Word for word, retype every entry in the listing.

▬▬▬▬▬▬

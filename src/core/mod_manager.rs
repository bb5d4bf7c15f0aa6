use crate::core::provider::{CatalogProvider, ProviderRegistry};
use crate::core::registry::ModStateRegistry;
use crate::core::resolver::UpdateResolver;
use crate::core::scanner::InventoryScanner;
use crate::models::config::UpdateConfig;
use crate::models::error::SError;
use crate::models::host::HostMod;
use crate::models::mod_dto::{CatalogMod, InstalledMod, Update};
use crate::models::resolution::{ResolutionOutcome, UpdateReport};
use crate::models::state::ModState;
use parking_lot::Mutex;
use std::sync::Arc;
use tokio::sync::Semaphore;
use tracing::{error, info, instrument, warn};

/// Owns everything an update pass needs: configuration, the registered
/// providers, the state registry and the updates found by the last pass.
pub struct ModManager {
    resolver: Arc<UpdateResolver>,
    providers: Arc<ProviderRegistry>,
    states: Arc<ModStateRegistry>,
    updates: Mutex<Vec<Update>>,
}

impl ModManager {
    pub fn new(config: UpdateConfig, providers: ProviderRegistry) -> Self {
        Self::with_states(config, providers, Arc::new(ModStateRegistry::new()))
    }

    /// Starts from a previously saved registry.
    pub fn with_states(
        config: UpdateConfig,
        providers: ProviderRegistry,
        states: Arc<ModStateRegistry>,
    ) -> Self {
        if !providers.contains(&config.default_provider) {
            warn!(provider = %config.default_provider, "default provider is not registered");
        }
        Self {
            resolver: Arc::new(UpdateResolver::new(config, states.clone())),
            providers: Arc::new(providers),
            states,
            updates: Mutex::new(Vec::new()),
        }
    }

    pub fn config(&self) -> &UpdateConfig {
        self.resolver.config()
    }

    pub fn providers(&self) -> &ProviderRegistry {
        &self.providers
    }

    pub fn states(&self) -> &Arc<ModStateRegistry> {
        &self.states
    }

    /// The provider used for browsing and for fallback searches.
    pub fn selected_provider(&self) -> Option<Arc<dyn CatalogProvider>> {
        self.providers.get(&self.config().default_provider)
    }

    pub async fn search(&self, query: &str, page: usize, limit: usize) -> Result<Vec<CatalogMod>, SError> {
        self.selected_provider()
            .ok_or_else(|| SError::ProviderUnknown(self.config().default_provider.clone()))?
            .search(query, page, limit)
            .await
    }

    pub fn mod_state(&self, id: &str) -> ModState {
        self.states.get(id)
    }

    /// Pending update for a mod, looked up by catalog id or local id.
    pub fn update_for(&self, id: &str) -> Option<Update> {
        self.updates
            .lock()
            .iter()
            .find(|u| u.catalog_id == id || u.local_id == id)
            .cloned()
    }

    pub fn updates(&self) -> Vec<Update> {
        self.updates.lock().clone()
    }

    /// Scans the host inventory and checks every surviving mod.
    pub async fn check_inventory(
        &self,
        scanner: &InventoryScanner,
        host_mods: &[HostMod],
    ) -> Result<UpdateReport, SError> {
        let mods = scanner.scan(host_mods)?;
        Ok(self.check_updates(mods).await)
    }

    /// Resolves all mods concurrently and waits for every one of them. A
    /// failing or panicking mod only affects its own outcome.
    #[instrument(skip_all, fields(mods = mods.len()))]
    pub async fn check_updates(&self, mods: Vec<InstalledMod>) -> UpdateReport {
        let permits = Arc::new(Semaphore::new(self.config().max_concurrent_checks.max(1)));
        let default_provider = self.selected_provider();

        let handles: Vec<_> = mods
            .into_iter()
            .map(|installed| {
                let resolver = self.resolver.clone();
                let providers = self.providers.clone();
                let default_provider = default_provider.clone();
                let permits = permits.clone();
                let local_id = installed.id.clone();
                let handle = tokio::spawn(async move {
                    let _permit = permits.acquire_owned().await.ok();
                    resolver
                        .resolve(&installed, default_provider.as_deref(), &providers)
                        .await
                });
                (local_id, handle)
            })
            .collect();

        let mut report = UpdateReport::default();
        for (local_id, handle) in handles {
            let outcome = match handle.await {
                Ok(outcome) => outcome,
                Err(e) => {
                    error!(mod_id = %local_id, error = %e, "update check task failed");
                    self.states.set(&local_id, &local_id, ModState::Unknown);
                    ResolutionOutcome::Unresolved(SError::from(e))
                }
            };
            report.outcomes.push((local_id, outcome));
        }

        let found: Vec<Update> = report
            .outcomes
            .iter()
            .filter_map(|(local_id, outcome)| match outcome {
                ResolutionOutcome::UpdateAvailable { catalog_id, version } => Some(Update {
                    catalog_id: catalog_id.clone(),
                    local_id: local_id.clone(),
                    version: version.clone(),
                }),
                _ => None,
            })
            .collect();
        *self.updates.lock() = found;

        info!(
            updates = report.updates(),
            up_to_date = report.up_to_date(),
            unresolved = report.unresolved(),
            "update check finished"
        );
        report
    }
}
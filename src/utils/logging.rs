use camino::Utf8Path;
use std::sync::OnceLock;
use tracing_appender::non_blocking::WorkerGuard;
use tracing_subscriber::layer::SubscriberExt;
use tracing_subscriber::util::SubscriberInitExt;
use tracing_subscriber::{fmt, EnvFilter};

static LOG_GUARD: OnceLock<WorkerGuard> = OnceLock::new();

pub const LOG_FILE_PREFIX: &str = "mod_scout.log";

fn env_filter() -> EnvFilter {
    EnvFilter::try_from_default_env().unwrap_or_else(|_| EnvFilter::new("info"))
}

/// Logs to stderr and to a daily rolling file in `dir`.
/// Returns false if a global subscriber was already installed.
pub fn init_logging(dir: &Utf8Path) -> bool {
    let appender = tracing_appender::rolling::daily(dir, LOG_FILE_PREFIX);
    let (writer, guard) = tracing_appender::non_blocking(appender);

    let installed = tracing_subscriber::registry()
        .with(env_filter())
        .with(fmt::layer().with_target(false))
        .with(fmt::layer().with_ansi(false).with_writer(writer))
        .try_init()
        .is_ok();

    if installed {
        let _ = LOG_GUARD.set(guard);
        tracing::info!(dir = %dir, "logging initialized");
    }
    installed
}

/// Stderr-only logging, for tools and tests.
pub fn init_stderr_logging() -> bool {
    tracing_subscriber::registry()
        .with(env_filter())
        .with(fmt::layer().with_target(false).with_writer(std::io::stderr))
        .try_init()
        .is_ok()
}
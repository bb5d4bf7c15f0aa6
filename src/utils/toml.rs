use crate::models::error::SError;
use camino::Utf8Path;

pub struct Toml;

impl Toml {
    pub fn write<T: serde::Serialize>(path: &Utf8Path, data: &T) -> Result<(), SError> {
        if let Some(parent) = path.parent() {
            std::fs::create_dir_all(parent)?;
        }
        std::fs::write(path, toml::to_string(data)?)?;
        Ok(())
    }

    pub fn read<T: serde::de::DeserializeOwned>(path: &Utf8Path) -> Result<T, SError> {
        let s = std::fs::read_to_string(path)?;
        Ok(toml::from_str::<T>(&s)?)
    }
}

▬▬▬▬▬▬

▶ WRITTEN REPLY:
filename src/core/mod_manager.rs
repository bb5d4bf7c15f0aa6
use crate::core::provider::{CatalogProvider, ProviderRegistry};
use crate::core::registry::ModStateRegistry;
use crate::core::resolver::UpdateResolver;
use crate::core::scanner::InventoryScanner;
use crate::models::config::UpdateConfig;
use crate::models::error::SError;
use crate::models::host::HostMod;
use crate::models::mod_dto::{CatalogMod, InstalledMod, Update};
use crate::models::resolution::{ResolutionOutcome, UpdateReport};
use crate::models::state::ModState;
use parking_lot::Mutex;
use std::sync::Arc;
use tokio::sync::Semaphore;
use tracing::{error, info, instrument, warn};

/// Owns everything an update pass needs: configuration, the registered
/// providers, the state registry and the updates found by the last pass.
pub struct ModManager {
    resolver: Arc<UpdateResolver>,
    providers: Arc<ProviderRegistry>,
    states: Arc<ModStateRegistry>,
    updates: Mutex<Vec<Update>>,
}

impl ModManager {
    pub fn new(config: UpdateConfig, providers: ProviderRegistry) -> Self {
        Self::with_states(config, providers, Arc::new(ModStateRegistry::new()))
    }

    /// Starts from a previously saved registry.
    pub fn with_states(
        config: UpdateConfig,
        providers: ProviderRegistry,
        states: Arc<ModStateRegistry>,
    ) -> Self {
        if !providers.contains(&config.default_provider) {
            warn!(provider = %config.default_provider, "default provider is not registered");
        }
        Self {
            resolver: Arc::new(UpdateResolver::new(config, states.clone())),
            providers: Arc::new(providers),
            states,
            updates: Mutex::new(Vec::new()),
        }
    }

    pub fn config(&self) -> &UpdateConfig {
        self.resolver.config()
    }

    pub fn providers(&self) -> &ProviderRegistry {
        &self.providers
    }

    pub fn states(&self) -> &Arc<ModStateRegistry> {
        &self.states
    }

    /// The provider used for browsing and for fallback searches.
    pub fn selected_provider(&self) -> Option<Arc<dyn CatalogProvider>> {
        self.providers.get(&self.config().default_provider)
    }

    pub async fn search(&self, query: &str, page: usize, limit: usize) -> Result<Vec<CatalogMod>, SError> {
        self.selected_provider()
            .ok_or_else(|| SError::ProviderUnknown(self.config().default_provider.clone()))?
            .search(query, page, limit)
            .await
    }

    pub fn mod_state(&self, id: &str) -> ModState {
        self.states.get(id)
    }

    /// Pending update for a mod, looked up by catalog id or local id.
    pub fn update_for(&self, id: &str) -> Option<Update> {
        self.updates
            .lock()
            .iter()
            .find(|u| u.catalog_id == id || u.local_id == id)
            .cloned()
    }

    pub fn updates(&self) -> Vec<Update> {
        self.updates.lock().clone()
    }

    /// Scans the host inventory and checks every surviving mod.
    pub async fn check_inventory(
        &self,
        scanner: &InventoryScanner,
        host_mods: &[HostMod],
    ) -> Result<UpdateReport, SError> {
        let mods = scanner.scan(host_mods)?;
        Ok(self.check_updates(mods).await)
    }

    /// Resolves all mods concurrently and waits for every one of them. A
    /// failing or panicking mod only affects its own outcome.
    #[instrument(skip_all, fields(mods = mods.len()))]
    pub async fn check_updates(&self, mods: Vec<InstalledMod>) -> UpdateReport {
        let permits = Arc::new(Semaphore::new(self.config().max_concurrent_checks.max(1)));
        let default_provider = self.selected_provider();

        let handles: Vec<_> = mods
            .into_iter()
            .map(|installed| {
                let resolver = self.resolver.clone();
                let providers = self.providers.clone();
                let default_provider = default_provider.clone();
                let permits = permits.clone();
                let local_id = installed.id.clone();
                let handle = tokio::spawn(async move {
                    let _permit = permits.acquire_owned().await.ok();
                    resolver
                        .resolve(&installed, default_provider.as_deref(), &providers)
                        .await
                });
                (local_id, handle)
            })
            .collect();

        let mut report = UpdateReport::default();
        for (local_id, handle) in handles {
            let outcome = match handle.await {
                Ok(outcome) => outcome,
                Err(e) => {
                    error!(mod_id = %local_id, error = %e, "update check task failed");
                    self.states.set(&local_id, &local_id, ModState::Unknown);
                    ResolutionOutcome::Unresolved(SError::from(e))
                }
            };
            report.outcomes.push((local_id, outcome));
        }

        let found: Vec<Update> = report
            .outcomes
            .iter()
            .filter_map(|(local_id, outcome)| match outcome {
                ResolutionOutcome::UpdateAvailable { catalog_id, version } => Some(Update {
                    catalog_id: catalog_id.clone(),
                    local_id: local_id.clone(),
                    version: version.clone(),
                }),
                _ => None,
            })
            .collect();
        *self.updates.lock() = found;

        info!(
            updates = report.updates(),
            up_to_date = report.up_to_date(),
            unresolved = report.unresolved(),
            "update check finished"
        );
        report
    }
}
filename src/utils/logging.rs
use camino::Utf8Path;
use std::sync::OnceLock;
use tracing_appender::non_blocking::WorkerGuard;
use tracing_subscriber::layer::SubscriberExt;
use tracing_subscriber::util::SubscriberInitExt;
use tracing_subscriber::{fmt, EnvFilter};

static LOG_GUARD: OnceLock<WorkerGuard> = OnceLock::new();

pub const LOG_FILE_PREFIX: &str = "mod_scout.log";

fn env_filter() -> EnvFilter {
    EnvFilter::try_from_default_env().unwrap_or_else(|_| EnvFilter::new("info"))
}

/// Logs to stderr and to a daily rolling file in `dir`.
/// Returns false if a global subscriber was already installed.
pub fn init_logging(dir: &Utf8Path) -> bool {
    let appender = tracing_appender::rolling::daily(dir, LOG_FILE_PREFIX);
    let (writer, guard) = tracing_appender::non_blocking(appender);

    let installed = tracing_subscriber::registry()
        .with(env_filter())
        .with(fmt::layer().with_target(false))
        .with(fmt::layer().with_ansi(false).with_writer(writer))
        .try_init()
        .is_ok();

    if installed {
        let _ = LOG_GUARD.set(guard);
        tracing::info!(dir = %dir, "logging initialized");
    }
    installed
}

/// Stderr-only logging, for tools and tests.
pub fn init_stderr_logging() -> bool {
    tracing_subscriber::registry()
        .with(env_filter())
        .with(fmt::layer().with_target(false).with_writer(std::io::stderr))
        .try_init()
        .is_ok()
}
repository bb5d4bf7c15f0aa6
filename src/utils/toml.rs
use crate::models::error::SError;
use camino::Utf8Path;

pub struct Toml;

impl Toml {
    pub fn write<T: serde::Serialize>(path: &Utf8Path, data: &T) -> Result<(), SError> {
        if let Some(parent) = path.parent() {
            std::fs::create_dir_all(parent)?;
        }
        std::fs::write(path, toml::to_string(data)?)?;
        Ok(())
    }

    pub fn read<T: serde::de::DeserializeOwned>(path: &Utf8Path) -> Result<T, SError> {
        let s = std::fs::read_to_string(path)?;
        Ok(toml::from_str::<T>(&s)?)
    }
}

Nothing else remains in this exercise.